* **EXERCISE DATA**:
____________________
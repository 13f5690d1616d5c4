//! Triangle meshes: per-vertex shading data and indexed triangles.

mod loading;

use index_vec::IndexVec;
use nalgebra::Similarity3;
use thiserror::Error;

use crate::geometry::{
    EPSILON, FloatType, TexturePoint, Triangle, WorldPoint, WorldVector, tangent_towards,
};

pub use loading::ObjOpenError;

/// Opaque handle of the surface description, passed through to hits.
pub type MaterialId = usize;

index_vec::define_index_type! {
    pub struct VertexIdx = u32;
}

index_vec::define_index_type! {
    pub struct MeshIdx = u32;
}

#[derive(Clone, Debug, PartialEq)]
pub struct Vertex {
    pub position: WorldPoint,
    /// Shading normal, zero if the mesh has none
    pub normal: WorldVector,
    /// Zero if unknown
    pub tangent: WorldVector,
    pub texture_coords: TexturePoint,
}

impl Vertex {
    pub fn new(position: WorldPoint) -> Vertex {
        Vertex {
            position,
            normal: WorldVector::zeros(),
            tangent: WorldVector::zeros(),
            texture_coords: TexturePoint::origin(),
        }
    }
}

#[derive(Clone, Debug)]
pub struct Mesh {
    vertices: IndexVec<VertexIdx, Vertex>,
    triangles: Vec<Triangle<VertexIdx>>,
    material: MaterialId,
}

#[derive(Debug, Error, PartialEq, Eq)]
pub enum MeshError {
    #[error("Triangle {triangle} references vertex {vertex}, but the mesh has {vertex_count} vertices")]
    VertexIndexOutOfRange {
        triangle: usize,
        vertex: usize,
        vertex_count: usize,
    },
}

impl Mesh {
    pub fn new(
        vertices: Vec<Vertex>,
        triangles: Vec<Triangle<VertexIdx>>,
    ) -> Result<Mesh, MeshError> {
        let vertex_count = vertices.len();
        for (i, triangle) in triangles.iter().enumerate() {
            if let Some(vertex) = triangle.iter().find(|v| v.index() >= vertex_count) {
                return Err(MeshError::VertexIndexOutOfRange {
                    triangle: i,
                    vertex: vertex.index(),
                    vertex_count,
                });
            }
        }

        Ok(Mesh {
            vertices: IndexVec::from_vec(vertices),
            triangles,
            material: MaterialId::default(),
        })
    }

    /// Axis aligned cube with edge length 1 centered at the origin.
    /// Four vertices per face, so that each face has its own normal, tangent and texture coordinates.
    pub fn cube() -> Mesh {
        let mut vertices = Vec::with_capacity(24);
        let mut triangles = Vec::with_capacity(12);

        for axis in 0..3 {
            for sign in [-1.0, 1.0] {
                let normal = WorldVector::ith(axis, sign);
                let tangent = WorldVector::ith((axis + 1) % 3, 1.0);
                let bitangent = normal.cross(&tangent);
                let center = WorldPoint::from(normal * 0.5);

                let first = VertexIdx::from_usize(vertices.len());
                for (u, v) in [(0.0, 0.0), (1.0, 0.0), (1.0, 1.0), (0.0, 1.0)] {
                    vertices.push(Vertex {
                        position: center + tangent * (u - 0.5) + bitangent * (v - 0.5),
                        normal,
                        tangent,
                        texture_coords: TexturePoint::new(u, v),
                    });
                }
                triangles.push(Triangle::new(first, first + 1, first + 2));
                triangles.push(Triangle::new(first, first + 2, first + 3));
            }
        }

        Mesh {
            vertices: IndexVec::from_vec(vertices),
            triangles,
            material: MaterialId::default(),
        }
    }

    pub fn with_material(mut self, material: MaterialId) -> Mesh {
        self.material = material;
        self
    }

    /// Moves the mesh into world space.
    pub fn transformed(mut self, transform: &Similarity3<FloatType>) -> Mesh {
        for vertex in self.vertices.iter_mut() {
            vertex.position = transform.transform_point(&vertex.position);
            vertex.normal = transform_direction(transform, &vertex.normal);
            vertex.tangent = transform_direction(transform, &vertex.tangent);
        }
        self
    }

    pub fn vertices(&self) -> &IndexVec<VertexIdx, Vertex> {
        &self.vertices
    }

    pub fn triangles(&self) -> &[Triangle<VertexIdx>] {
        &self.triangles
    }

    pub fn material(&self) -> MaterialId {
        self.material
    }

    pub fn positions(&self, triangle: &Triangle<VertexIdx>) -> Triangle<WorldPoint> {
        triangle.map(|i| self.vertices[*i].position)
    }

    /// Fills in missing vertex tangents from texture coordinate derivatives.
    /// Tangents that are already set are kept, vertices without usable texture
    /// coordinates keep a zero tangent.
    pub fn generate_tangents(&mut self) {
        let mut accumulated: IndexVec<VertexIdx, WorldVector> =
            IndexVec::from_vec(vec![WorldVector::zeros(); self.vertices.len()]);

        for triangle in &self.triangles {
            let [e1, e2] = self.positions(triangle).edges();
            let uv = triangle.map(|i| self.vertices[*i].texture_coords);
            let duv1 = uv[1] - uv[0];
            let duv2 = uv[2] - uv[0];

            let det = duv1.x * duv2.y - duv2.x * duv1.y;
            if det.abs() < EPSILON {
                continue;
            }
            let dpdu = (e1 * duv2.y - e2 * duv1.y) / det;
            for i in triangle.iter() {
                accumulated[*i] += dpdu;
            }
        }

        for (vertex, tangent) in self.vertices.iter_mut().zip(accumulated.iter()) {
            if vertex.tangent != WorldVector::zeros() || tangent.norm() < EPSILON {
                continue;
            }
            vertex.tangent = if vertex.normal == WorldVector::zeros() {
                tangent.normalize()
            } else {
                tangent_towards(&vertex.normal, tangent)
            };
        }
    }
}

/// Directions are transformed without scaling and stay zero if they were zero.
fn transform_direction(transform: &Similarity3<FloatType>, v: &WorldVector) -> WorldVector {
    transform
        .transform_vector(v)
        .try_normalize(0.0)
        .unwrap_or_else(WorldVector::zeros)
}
____________________
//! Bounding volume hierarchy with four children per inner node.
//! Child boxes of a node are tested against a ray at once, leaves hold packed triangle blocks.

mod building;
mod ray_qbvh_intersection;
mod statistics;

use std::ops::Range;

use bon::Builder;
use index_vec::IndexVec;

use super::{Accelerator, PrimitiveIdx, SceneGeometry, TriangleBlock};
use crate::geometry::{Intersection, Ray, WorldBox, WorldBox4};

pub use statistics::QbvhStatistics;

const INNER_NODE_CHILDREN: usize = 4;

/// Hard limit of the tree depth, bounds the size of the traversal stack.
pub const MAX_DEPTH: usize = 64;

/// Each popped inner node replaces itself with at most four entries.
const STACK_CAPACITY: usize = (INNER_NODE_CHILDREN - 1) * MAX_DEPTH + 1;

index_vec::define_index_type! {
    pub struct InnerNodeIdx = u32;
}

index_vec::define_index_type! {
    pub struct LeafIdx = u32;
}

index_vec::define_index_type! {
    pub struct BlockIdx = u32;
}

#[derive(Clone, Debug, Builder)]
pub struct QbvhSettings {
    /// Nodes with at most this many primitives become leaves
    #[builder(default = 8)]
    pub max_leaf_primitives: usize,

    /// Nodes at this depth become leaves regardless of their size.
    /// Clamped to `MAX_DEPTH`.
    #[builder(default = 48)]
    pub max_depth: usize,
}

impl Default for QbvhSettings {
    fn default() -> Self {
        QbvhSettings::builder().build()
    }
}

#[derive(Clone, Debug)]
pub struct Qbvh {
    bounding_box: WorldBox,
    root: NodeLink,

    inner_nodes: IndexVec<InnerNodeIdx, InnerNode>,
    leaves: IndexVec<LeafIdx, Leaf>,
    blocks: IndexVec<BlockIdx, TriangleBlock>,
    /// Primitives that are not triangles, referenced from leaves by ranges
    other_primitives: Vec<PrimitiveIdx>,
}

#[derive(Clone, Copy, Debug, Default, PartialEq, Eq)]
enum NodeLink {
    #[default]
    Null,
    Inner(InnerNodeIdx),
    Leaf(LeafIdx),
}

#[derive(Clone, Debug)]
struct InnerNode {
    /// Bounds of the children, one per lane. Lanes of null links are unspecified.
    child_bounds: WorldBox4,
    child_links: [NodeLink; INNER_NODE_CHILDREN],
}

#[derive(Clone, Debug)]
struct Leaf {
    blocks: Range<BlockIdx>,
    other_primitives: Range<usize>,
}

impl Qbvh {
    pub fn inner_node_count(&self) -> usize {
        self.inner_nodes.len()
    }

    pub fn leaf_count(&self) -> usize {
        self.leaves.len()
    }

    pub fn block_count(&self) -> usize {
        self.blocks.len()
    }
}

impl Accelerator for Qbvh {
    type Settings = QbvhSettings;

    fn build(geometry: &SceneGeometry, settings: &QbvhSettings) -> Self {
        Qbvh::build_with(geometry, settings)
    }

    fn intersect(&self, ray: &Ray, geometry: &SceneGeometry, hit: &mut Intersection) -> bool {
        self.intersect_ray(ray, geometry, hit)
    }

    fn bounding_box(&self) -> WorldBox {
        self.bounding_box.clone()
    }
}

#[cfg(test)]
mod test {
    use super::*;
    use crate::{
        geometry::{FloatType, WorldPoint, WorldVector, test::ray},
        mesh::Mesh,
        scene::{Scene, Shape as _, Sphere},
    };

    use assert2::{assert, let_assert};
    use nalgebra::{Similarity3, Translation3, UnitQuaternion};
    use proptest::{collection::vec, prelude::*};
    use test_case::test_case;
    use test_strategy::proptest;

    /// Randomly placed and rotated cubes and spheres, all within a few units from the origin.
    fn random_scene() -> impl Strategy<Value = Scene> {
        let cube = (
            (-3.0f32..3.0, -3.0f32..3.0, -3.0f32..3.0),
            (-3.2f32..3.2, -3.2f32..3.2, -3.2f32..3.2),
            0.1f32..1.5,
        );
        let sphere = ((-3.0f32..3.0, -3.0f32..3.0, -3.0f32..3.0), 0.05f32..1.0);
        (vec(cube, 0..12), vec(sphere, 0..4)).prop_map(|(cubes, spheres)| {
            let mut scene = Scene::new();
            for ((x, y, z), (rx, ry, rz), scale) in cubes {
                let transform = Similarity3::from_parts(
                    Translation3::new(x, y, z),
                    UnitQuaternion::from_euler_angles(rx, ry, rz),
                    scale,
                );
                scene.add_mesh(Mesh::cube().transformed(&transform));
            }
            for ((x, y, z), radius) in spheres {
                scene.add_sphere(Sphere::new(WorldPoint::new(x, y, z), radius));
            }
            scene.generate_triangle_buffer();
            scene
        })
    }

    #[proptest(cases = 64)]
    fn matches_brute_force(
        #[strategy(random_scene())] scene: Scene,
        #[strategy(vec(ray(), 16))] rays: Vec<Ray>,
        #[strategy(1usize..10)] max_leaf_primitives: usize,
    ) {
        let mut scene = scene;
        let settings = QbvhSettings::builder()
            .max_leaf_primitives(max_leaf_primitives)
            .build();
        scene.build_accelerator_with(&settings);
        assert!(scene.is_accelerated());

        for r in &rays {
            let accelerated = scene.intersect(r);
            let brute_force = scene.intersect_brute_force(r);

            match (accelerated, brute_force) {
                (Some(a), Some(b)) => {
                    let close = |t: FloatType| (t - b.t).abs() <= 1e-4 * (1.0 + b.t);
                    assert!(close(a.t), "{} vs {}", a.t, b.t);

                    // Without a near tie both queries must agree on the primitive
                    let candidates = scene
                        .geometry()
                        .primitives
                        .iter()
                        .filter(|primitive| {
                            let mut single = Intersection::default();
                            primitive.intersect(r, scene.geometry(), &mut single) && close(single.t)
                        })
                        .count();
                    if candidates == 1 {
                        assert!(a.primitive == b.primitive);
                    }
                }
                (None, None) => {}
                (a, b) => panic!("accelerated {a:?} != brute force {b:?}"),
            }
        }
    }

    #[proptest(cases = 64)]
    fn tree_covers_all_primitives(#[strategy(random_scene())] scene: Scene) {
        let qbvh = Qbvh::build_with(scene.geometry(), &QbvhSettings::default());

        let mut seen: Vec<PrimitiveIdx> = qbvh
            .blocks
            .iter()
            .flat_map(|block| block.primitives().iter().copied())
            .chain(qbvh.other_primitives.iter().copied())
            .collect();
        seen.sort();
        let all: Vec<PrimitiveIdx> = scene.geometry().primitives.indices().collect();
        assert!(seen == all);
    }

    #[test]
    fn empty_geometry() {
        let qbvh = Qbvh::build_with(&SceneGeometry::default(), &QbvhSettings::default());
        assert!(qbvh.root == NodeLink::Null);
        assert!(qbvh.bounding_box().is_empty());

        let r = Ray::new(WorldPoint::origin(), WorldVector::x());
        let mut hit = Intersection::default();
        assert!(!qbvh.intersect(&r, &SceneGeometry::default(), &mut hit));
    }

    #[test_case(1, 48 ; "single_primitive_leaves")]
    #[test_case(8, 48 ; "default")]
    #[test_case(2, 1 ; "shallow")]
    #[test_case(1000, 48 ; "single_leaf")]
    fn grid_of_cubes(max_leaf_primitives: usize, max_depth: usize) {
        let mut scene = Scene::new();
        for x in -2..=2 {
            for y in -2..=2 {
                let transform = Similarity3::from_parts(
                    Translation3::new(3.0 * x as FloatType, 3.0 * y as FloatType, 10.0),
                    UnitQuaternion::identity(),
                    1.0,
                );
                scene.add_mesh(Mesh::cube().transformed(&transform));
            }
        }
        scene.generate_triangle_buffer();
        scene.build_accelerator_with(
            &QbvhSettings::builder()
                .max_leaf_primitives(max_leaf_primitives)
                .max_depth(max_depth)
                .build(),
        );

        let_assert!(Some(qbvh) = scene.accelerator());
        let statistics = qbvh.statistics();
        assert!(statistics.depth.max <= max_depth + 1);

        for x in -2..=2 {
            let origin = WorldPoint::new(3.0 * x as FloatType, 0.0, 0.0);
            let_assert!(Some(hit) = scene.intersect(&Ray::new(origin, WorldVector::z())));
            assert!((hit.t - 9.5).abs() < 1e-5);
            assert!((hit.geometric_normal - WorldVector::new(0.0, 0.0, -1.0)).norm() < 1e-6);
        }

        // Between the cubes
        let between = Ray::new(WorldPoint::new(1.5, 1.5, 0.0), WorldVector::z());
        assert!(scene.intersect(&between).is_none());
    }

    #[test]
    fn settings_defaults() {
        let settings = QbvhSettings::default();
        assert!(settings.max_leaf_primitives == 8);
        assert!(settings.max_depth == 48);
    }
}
____________________
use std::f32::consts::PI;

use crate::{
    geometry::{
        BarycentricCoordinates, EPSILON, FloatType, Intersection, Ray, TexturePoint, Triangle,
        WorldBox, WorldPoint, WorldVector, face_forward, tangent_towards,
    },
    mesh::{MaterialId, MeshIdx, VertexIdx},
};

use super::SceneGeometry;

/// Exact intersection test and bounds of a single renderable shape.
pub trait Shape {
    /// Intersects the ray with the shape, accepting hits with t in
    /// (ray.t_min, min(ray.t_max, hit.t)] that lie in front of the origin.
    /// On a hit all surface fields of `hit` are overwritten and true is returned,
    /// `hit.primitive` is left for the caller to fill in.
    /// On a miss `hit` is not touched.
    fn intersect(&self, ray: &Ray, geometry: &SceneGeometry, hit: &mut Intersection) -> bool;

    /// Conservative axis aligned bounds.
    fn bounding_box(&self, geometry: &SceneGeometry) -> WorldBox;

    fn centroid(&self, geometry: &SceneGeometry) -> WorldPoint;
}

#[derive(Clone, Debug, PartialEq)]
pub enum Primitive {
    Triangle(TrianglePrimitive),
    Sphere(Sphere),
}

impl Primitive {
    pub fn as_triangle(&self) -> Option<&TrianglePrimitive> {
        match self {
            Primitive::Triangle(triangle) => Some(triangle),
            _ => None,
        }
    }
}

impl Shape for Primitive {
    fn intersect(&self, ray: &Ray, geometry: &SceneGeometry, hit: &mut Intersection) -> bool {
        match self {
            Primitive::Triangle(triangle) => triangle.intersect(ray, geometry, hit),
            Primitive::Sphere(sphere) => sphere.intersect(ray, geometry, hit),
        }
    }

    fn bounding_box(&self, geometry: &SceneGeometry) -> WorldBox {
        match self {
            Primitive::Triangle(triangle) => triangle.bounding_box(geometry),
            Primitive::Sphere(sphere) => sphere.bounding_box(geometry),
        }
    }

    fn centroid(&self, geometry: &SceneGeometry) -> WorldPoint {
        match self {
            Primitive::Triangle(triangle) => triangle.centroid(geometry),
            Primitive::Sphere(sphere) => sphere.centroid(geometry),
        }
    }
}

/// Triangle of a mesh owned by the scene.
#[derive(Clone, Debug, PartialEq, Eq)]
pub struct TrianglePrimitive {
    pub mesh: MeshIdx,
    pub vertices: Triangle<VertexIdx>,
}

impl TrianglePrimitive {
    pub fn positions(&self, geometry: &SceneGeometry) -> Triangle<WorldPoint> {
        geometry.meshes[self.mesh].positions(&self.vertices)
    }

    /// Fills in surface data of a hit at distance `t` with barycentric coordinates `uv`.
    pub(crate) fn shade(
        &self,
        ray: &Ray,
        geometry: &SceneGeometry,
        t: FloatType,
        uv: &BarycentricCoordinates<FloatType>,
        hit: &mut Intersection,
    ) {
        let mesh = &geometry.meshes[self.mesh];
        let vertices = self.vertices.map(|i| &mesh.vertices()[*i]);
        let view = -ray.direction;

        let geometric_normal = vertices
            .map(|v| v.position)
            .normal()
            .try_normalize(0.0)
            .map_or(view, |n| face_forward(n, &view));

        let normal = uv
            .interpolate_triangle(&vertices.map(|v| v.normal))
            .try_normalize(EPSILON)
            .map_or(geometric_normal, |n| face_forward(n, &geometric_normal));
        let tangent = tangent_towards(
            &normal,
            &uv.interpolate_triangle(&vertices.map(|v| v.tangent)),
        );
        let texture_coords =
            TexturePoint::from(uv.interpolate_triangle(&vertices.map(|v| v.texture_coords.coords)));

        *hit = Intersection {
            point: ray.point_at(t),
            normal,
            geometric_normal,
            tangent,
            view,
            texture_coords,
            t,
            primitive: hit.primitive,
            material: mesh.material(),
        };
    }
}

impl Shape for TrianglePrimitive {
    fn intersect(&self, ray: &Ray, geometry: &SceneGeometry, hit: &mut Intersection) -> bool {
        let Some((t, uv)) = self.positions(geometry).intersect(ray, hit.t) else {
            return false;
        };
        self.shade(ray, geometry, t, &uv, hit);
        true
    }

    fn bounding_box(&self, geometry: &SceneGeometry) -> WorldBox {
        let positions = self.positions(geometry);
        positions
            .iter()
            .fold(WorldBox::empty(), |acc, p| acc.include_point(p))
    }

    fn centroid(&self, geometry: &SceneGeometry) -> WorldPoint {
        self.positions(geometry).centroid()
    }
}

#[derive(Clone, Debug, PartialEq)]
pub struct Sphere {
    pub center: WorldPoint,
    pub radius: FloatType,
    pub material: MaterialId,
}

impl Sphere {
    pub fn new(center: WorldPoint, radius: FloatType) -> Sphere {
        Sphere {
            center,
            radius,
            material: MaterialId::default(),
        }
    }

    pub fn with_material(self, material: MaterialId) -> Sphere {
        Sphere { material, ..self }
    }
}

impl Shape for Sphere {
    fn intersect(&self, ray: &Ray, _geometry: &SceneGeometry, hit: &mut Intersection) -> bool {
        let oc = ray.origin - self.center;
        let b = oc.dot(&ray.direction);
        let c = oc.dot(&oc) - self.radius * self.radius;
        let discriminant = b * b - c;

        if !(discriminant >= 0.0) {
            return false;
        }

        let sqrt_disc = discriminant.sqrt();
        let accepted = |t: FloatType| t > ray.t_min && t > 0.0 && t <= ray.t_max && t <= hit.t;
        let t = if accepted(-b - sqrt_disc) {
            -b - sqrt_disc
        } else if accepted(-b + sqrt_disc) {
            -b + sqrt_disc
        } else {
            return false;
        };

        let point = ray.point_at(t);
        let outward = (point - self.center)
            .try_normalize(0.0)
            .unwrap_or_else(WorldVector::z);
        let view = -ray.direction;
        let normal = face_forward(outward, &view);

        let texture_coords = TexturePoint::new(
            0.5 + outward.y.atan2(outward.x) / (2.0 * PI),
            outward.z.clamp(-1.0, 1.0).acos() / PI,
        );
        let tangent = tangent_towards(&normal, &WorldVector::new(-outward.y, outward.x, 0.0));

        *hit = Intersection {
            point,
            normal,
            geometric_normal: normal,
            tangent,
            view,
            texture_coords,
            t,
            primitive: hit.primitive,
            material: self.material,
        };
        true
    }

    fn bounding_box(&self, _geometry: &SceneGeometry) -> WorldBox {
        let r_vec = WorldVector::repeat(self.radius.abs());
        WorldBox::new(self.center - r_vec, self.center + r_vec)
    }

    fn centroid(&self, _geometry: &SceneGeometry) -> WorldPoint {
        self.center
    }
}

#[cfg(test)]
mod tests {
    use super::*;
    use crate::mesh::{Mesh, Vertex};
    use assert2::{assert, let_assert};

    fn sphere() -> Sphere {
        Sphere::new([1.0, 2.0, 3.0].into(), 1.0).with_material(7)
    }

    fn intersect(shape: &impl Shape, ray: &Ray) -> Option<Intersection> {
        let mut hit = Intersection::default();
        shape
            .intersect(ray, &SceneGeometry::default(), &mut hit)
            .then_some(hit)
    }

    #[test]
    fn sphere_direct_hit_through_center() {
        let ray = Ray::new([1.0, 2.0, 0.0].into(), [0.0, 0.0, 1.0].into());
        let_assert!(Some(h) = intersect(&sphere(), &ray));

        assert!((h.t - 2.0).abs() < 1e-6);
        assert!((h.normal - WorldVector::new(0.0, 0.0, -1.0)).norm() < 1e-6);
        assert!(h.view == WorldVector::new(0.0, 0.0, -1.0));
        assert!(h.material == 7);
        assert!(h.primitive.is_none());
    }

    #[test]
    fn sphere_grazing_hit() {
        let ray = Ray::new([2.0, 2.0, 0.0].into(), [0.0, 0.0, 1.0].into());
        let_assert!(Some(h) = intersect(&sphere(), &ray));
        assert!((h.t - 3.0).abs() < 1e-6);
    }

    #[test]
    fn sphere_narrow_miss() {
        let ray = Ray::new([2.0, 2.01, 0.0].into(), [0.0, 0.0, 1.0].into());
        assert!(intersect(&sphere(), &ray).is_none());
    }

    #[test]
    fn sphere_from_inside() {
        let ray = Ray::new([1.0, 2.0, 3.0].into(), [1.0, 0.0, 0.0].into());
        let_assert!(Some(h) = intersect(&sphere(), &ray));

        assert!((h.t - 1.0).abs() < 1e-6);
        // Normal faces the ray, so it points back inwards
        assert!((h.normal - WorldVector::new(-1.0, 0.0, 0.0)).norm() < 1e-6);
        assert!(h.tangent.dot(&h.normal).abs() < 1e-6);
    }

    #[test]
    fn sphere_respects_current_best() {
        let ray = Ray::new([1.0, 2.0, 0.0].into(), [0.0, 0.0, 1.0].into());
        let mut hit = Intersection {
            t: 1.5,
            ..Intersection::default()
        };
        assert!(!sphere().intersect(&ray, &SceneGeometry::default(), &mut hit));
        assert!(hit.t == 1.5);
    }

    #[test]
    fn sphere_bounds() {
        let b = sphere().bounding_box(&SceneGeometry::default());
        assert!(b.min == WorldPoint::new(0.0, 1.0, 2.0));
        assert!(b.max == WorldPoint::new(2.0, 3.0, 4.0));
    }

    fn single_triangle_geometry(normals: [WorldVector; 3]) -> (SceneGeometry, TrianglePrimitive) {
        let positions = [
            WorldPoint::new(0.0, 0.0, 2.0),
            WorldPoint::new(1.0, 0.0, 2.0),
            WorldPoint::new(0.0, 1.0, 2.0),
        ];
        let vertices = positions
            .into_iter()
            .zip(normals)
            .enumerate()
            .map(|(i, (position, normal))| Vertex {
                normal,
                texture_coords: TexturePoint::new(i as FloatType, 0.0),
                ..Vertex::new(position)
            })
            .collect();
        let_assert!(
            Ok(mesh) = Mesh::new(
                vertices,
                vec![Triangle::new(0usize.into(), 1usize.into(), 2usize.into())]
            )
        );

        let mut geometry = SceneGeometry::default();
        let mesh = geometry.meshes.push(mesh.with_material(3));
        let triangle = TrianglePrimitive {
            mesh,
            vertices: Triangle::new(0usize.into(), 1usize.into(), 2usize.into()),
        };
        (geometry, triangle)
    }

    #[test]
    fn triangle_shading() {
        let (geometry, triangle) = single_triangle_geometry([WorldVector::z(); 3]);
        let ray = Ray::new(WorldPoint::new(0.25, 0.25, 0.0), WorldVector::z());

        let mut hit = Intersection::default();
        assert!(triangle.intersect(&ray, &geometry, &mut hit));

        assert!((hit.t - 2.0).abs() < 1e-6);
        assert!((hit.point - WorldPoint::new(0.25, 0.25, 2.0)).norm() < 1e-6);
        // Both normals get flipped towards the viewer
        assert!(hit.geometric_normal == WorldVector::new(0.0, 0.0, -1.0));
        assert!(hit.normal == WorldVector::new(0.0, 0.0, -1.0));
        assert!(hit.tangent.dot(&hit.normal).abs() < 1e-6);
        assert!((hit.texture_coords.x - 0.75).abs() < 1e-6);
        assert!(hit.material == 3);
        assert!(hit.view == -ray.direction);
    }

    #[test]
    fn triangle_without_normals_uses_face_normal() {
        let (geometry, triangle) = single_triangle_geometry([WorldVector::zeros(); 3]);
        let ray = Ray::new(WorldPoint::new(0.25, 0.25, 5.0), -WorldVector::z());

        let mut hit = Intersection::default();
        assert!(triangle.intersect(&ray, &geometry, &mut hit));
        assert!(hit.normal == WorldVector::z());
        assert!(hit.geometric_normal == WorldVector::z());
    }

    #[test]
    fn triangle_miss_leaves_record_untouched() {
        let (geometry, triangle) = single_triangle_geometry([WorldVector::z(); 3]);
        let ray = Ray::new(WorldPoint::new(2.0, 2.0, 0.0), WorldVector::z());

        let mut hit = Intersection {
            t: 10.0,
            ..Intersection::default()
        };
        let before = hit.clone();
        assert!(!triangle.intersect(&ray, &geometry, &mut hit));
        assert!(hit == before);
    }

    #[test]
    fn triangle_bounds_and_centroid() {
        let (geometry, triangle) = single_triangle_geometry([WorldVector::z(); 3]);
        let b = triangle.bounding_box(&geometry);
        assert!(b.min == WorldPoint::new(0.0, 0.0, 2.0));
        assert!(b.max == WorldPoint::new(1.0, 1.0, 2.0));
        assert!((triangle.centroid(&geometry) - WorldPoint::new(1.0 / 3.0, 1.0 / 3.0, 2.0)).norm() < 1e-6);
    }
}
____________________
* **WORK ORDER**: Go through the listing above and return each line that includes the word "sign".

* **ANSWER**:
            for sign in [-1.0, 1.0] {
                let normal = WorldVector::ith(axis, sign);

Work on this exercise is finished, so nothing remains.